Eppure devo fare uno sforzo su me stesso perché ricordare bisogna. Bisogna ricordare per non rischiare di restar indietro credendo di procedere in avanti, bisogna ricordare per non farsi dimenticare, quando invece sarebbe necessario che di noi restasse la memoria che ci rende cellule insostituibili di un organismo tenuto insieme, nei millenni, dal filo invisibile della continuità.
Sarebbe un vero peccato che il patrimonio di questi mesi andasse perduto nel vento. Evitandosi, così, di ricostruire il mosaico di quanto non andava fatto e viceversa. Le autopsie negate, le cure domiciliari affidate alla
“vigile attesa” e alle terapie sintomatiche, l’”affaire” delle mascherine, i ritardi delle vaccinazioni, tutto e tanto altro forma la sporta caricata sulle spalle di un inizio secolo difficile da archiviare.
Conteremo i morti. Che, a parte quelle dovute al Covid, saranno state causate da tante, troppe altre patologie, come ad esempio quelle oncologiche (più di 300.000 nuovi casi previsti nel 2021) e le cardiovascolari (in particolare per infarto del miocardio). Le cause? La mancata prevenzione e la paura di essere ricoverati in ospedali “infetti” dal virus.
Non è il momento della caccia alle streghe. Mai come adesso c’è stata necessità – anzi imperio – di buon senso che, sempre i nostri padri Latini, identificavano nel “modus in rebus”. Mentre Aristotele, un altro grande dimenticato, posponeva al dibattito tra tesi e antitesi la formulazione di una qualunque sintesi.
La pandemia passerà. Nino Ioli, da me recentemente intervistato per questa testata, ha fatto presente che tutte le pandemie, anche le più gravi, non superano i due anni di durata, esempio tra tutti la pandemia influenzale “spagnola” che durò dal 1918 al 1920 e fece cinquanta milioni di morti.
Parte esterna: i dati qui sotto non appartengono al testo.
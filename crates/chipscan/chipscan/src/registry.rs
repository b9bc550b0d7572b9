//! Known device families and the application identifiers that select them

use std::collections::HashSet;
use std::fmt;
use std::str::FromStr;

use bytes::Bytes;
use serde::{Deserialize, Serialize};

use crate::error::{Error, Result};

/// Maximum AID length allowed by ISO/IEC 7816-4
pub const MAX_AID_LEN: usize = 16;

/// Spark 2 application, current version
pub const SPARK2_AID: &[u8] = &[0xD2, 0x76, 0x00, 0x00, 0x85, 0x01, 0x01];
/// Spark 2 application, legacy version
pub const SPARK2_LEGACY_AID: &[u8] = &[0xD2, 0x76, 0x00, 0x00, 0x85, 0x01, 0x00];
/// Apex authentication applet
pub const APEX_AID: &[u8] = &[
    0xA0, 0x00, 0x00, 0x07, 0x47, 0x00, 0xCC, 0x68, 0xE8, 0x8C, 0x01,
];

/// Family of implant, which decides the on-card authentication command
#[derive(Debug, Clone, Copy, PartialEq, Eq, Hash, Default, Serialize, Deserialize)]
#[serde(rename_all = "lowercase")]
pub enum DeviceFamily {
    /// Spark 2 (DESFire-style authentication)
    Spark2,
    /// Apex (JavaCard applet)
    Apex,
    /// No registered application answered
    #[default]
    Unrecognized,
}

impl DeviceFamily {
    /// Lowercase name as used in configuration files
    pub const fn name(&self) -> &'static str {
        match self {
            Self::Spark2 => "spark2",
            Self::Apex => "apex",
            Self::Unrecognized => "unrecognized",
        }
    }
}

impl fmt::Display for DeviceFamily {
    fn fmt(&self, f: &mut fmt::Formatter<'_>) -> fmt::Result {
        f.write_str(self.name())
    }
}

impl FromStr for DeviceFamily {
    type Err = Error;

    fn from_str(s: &str) -> Result<Self> {
        match s.to_ascii_lowercase().as_str() {
            "spark2" => Ok(Self::Spark2),
            "apex" => Ok(Self::Apex),
            _ => Err(Error::InvalidRegistry(format!("unknown device family {s:?}"))),
        }
    }
}

/// One registry row: an AID and the family it identifies
#[derive(Debug, Clone, PartialEq, Eq)]
pub struct DeviceEntry {
    family: DeviceFamily,
    aid: Bytes,
}

impl DeviceEntry {
    /// Create a new entry
    pub fn new(family: DeviceFamily, aid: impl Into<Bytes>) -> Self {
        Self {
            family,
            aid: aid.into(),
        }
    }

    /// Device family selected by this AID
    pub const fn family(&self) -> DeviceFamily {
        self.family
    }

    /// Application identifier bytes
    pub const fn aid(&self) -> &Bytes {
        &self.aid
    }
}

/// Ordered table of known AIDs
///
/// Entries are selected in order and the first match wins.
#[derive(Debug, Clone, PartialEq, Eq)]
pub struct DeviceRegistry {
    entries: Vec<DeviceEntry>,
}

impl DeviceRegistry {
    /// Build a registry, rejecting empty, oversized or duplicate AIDs
    pub fn new(entries: Vec<DeviceEntry>) -> Result<Self> {
        let mut seen = HashSet::new();
        for entry in &entries {
            let aid_hex = hex::encode_upper(entry.aid());
            if entry.family == DeviceFamily::Unrecognized {
                return Err(Error::InvalidRegistry(format!(
                    "AID {aid_hex} has no device family"
                )));
            }
            if entry.aid.is_empty() || entry.aid.len() > MAX_AID_LEN {
                return Err(Error::InvalidRegistry(format!(
                    "AID {aid_hex:?} must be 1 to {MAX_AID_LEN} bytes"
                )));
            }
            if !seen.insert(entry.aid.clone()) {
                return Err(Error::InvalidRegistry(format!("duplicate AID {aid_hex}")));
            }
        }
        Ok(Self { entries })
    }

    /// Append entries after the existing ones, revalidating the whole table
    pub fn extended(self, extra: impl IntoIterator<Item = DeviceEntry>) -> Result<Self> {
        let mut entries = self.entries;
        entries.extend(extra);
        Self::new(entries)
    }

    /// Entries in selection order
    pub fn entries(&self) -> &[DeviceEntry] {
        &self.entries
    }

    /// Iterate entries in selection order
    pub fn iter(&self) -> std::slice::Iter<'_, DeviceEntry> {
        self.entries.iter()
    }

    /// Number of entries
    pub fn len(&self) -> usize {
        self.entries.len()
    }

    /// Whether the registry has no entries
    pub fn is_empty(&self) -> bool {
        self.entries.is_empty()
    }

    /// Family registered for an exact AID
    pub fn lookup(&self, aid: &[u8]) -> Option<DeviceFamily> {
        self.entries
            .iter()
            .find(|entry| entry.aid.as_ref() == aid)
            .map(DeviceEntry::family)
    }
}

impl Default for DeviceRegistry {
    fn default() -> Self {
        Self {
            entries: vec![
                DeviceEntry::new(DeviceFamily::Spark2, Bytes::from_static(SPARK2_AID)),
                DeviceEntry::new(DeviceFamily::Spark2, Bytes::from_static(SPARK2_LEGACY_AID)),
                DeviceEntry::new(DeviceFamily::Apex, Bytes::from_static(APEX_AID)),
            ],
        }
    }
}

impl<'a> IntoIterator for &'a DeviceRegistry {
    type Item = &'a DeviceEntry;
    type IntoIter = std::slice::Iter<'a, DeviceEntry>;

    fn into_iter(self) -> Self::IntoIter {
        self.entries.iter()
    }
}
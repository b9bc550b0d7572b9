//! Core traits and types for APDU (Application Protocol Data Unit) exchanges
//!
//! This crate provides the foundational types and traits for talking to smart
//! cards and NFC tags with APDU commands and responses according to ISO/IEC 7816-4.
//!
//! ## Overview
//!
//! - [`Command`] builds short APDUs for the four ISO7816 cases
//! - [`Response`] splits raw response bytes into payload and [`StatusWord`]
//! - [`CardTransport`] is the raw byte channel to a card
//! - [`CardTransportFactory`] opens a transport for a named reader
//! - [`CardExecutor`] owns a transport for the duration of one session and
//!   exchanges [`Command`]s for [`Response`]s
#![cfg_attr(not(test), warn(unused_crate_dependencies))]
#![forbid(unsafe_code)]
#![warn(missing_docs, rustdoc::missing_crate_level_docs)]

// Re-export bytes for convenience
pub use bytes::{Bytes, BytesMut};

pub mod command;
pub mod error;
pub mod executor;
pub mod response;
pub mod transport;

pub use command::{Command, IsoCase};
pub use error::{Error, Result, ResultExt};
pub use executor::{CardExecutor, Executor};
pub use response::Response;
pub use response::error::ResponseError;
pub use response::status::StatusWord;
pub use transport::error::TransportError;
pub use transport::{CardTransport, CardTransportFactory};

/// Prelude module containing commonly used traits and types
pub mod prelude {
    pub use crate::{
        Bytes, BytesMut, CardExecutor, CardTransport, CardTransportFactory, Command, Error,
        Executor, IsoCase, Response, ResponseError, Result, StatusWord, TransportError,
        response::status::common as status,
    };
}

#[cfg(test)]
mod tests {
    use super::*;
    use crate::response::status::common as status;

    // Test the basic types are re-exported correctly
    #[test]
    fn test_reexports() {
        let cmd = Command::new(0x00, 0xA4, 0x04, 0x0C);
        assert_eq!(cmd.cla, 0x00);
        assert_eq!(cmd.ins, 0xA4);
        assert_eq!(cmd.p1, 0x04);
        assert_eq!(cmd.p2, 0x0C);

        let resp = Response::new(Bytes::from_static(&[0x01, 0x02, 0x03]), status::SUCCESS);
        assert!(resp.is_success());
        assert_eq!(resp.payload().as_ref(), &[0x01, 0x02, 0x03]);
        assert_eq!(resp.status(), StatusWord::new(0x90, 0x00));
    }
}
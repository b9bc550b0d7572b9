//! APDU response definitions
//!
//! This module provides the response type for APDU exchanges
//! according to ISO/IEC 7816-4.

pub mod error;
pub mod status;

use bytes::Bytes;
use tracing::trace;

use error::ResponseError;
use status::StatusWord;

/// Basic APDU response structure
#[derive(Debug, Clone, PartialEq, Eq)]
pub struct Response {
    /// Response payload data (without the status word)
    payload: Bytes,
    /// Status word
    status: StatusWord,
}

impl Response {
    /// Create a new response with payload and status
    pub fn new(payload: impl Into<Bytes>, status: impl Into<StatusWord>) -> Self {
        Self {
            payload: payload.into(),
            status: status.into(),
        }
    }

    /// Parse response from raw bytes (including status word)
    pub fn from_bytes(data: &Bytes) -> Result<Self, ResponseError> {
        let len = data.len();
        if len < 2 {
            return Err(ResponseError::Incomplete(len));
        }

        let status = StatusWord::new(data[len - 2], data[len - 1]);
        let payload = data.slice(..len - 2);

        trace!(
            sw1 = format_args!("{:#04x}", status.sw1),
            sw2 = format_args!("{:#04x}", status.sw2),
            payload_len = payload.len(),
            "Parsed APDU response"
        );

        Ok(Self { payload, status })
    }

    /// Get the response payload data
    pub const fn payload(&self) -> &Bytes {
        &self.payload
    }

    /// Get the status word
    pub const fn status(&self) -> StatusWord {
        self.status
    }

    /// Check if the response indicates success (90 00)
    pub const fn is_success(&self) -> bool {
        self.status.is_success()
    }
}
Passerà la pandemia, ma non il senso di precarietà che questa prova ci ha trasmesso, squarciando il velo che copre il cuore fragile della nostra corazza di uomini moderni, ipertecnologici. Un virus infinitamente più piccolo del più sottile dei nostri capelli ha messo sotto scacco il pianeta che credevamo di abitare da sovrani e che invece si è trasformato in un
campo di battaglia senza esclusione di colpi.
Ci conteremo, alla fine di tutto.
Quando tutto, per continuare, dovrà per forza avere un nuovo inizio.